*** Opening Material to process ***

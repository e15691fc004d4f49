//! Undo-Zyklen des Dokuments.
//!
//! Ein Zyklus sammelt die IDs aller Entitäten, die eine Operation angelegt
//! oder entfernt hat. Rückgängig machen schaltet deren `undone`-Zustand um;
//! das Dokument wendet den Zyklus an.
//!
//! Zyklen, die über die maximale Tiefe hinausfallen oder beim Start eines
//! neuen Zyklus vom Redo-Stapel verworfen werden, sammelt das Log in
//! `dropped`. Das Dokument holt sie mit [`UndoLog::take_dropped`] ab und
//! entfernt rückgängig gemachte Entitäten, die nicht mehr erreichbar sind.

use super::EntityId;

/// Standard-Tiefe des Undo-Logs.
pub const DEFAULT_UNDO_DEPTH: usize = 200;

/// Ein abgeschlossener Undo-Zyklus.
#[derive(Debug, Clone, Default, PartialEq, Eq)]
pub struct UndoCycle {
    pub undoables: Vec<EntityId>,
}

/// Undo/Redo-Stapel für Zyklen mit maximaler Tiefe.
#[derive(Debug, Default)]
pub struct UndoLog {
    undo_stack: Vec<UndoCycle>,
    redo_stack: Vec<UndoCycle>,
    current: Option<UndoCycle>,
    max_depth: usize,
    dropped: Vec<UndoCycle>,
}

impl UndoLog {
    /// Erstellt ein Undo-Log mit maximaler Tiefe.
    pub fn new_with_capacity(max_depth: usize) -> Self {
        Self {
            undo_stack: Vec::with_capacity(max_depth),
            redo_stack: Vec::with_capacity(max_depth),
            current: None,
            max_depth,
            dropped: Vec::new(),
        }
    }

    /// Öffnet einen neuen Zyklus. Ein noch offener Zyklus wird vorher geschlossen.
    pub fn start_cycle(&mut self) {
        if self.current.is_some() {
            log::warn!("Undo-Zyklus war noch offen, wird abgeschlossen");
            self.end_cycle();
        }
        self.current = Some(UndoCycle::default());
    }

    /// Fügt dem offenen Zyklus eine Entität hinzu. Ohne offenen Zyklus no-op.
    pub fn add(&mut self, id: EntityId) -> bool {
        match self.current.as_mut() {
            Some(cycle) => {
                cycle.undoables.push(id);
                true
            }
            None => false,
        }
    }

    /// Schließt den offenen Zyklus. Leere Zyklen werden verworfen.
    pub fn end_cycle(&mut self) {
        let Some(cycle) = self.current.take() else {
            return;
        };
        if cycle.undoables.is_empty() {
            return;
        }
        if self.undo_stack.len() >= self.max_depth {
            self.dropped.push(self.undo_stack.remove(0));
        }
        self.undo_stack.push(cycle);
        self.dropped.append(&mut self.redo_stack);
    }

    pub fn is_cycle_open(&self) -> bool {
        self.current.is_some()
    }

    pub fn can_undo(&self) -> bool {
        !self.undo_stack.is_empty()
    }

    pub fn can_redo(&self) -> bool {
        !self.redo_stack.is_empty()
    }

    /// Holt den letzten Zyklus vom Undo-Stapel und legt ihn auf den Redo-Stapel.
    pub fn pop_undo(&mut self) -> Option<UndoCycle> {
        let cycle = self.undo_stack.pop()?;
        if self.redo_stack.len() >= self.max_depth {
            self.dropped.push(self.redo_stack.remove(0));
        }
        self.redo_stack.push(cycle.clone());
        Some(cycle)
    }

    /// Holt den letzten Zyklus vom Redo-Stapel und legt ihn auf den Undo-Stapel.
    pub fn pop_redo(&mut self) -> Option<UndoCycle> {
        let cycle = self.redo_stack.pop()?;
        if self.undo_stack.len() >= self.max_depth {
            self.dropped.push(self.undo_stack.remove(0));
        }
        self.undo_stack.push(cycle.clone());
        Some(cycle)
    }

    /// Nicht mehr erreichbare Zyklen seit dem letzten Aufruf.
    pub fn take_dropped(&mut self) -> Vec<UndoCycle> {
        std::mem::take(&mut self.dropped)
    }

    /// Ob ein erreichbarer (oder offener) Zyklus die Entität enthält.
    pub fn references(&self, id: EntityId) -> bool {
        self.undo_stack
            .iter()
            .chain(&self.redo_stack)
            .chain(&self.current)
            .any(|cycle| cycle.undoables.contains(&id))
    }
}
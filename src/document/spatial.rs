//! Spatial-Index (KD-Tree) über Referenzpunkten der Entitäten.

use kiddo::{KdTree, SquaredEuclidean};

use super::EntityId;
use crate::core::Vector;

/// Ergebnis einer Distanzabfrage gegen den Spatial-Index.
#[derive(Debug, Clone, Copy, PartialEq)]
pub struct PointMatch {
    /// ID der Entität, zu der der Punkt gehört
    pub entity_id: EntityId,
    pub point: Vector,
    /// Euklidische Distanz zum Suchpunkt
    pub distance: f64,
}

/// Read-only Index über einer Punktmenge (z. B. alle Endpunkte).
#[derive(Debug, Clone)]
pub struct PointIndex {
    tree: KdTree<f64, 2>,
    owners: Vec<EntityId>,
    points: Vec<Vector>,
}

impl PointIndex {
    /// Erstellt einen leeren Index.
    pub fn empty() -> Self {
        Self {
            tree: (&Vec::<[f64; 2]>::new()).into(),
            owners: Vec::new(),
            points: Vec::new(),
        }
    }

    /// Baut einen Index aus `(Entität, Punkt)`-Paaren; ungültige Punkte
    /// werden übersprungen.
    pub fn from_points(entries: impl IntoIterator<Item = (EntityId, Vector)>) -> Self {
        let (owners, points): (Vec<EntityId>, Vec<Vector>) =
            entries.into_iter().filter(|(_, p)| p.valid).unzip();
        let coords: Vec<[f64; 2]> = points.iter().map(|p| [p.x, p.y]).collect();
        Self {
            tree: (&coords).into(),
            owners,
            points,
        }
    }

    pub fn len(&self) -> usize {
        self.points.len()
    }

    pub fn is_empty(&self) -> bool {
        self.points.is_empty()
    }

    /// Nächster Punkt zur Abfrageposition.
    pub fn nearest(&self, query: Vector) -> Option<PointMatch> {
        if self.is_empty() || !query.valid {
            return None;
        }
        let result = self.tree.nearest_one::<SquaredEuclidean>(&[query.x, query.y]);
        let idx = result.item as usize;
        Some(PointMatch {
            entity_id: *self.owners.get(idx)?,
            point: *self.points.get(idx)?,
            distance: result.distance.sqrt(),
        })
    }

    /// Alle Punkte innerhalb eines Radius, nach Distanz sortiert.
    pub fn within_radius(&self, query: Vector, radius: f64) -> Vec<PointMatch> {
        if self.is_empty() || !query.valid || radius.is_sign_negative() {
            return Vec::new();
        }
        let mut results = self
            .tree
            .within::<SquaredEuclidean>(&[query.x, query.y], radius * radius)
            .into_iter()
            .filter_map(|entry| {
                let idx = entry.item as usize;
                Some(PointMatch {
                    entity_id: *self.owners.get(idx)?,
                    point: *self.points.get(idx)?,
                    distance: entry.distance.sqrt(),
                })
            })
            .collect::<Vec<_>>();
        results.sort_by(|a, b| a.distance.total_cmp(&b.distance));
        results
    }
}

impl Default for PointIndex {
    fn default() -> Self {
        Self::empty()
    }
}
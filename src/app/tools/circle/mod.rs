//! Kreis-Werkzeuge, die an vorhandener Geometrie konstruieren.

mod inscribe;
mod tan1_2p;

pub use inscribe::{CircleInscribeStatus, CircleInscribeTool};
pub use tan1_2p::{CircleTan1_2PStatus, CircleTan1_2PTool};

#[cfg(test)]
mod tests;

*** Closing Material to process ***

▶ _Task statement_: Only the lines from the first line of the records through the line containing "offenen Zyklus no-op." should be repeated, exactly as they appear.

▶ _Finished task_:
repository e15691fc004d4f49
//! Undo-Zyklen des Dokuments.
//!
//! Ein Zyklus sammelt die IDs aller Entitäten, die eine Operation angelegt
//! oder entfernt hat. Rückgängig machen schaltet deren `undone`-Zustand um;
//! das Dokument wendet den Zyklus an.
//!
//! Zyklen, die über die maximale Tiefe hinausfallen oder beim Start eines
//! neuen Zyklus vom Redo-Stapel verworfen werden, sammelt das Log in
//! `dropped`. Das Dokument holt sie mit [`UndoLog::take_dropped`] ab und
//! entfernt rückgängig gemachte Entitäten, die nicht mehr erreichbar sind.

use super::EntityId;

/// Standard-Tiefe des Undo-Logs.
pub const DEFAULT_UNDO_DEPTH: usize = 200;

/// Ein abgeschlossener Undo-Zyklus.
#[derive(Debug, Clone, Default, PartialEq, Eq)]
pub struct UndoCycle {
    pub undoables: Vec<EntityId>,
}

/// Undo/Redo-Stapel für Zyklen mit maximaler Tiefe.
#[derive(Debug, Default)]
pub struct UndoLog {
    undo_stack: Vec<UndoCycle>,
    redo_stack: Vec<UndoCycle>,
    current: Option<UndoCycle>,
    max_depth: usize,
    dropped: Vec<UndoCycle>,
}

impl UndoLog {
    /// Erstellt ein Undo-Log mit maximaler Tiefe.
    pub fn new_with_capacity(max_depth: usize) -> Self {
        Self {
            undo_stack: Vec::with_capacity(max_depth),
            redo_stack: Vec::with_capacity(max_depth),
            current: None,
            max_depth,
            dropped: Vec::new(),
        }
    }

    /// Öffnet einen neuen Zyklus. Ein noch offener Zyklus wird vorher geschlossen.
    pub fn start_cycle(&mut self) {
        if self.current.is_some() {
            log::warn!("Undo-Zyklus war noch offen, wird abgeschlossen");
            self.end_cycle();
        }
        self.current = Some(UndoCycle::default());
    }

    /// Fügt dem offenen Zyklus eine Entität hinzu. Ohne offenen Zyklus no-op.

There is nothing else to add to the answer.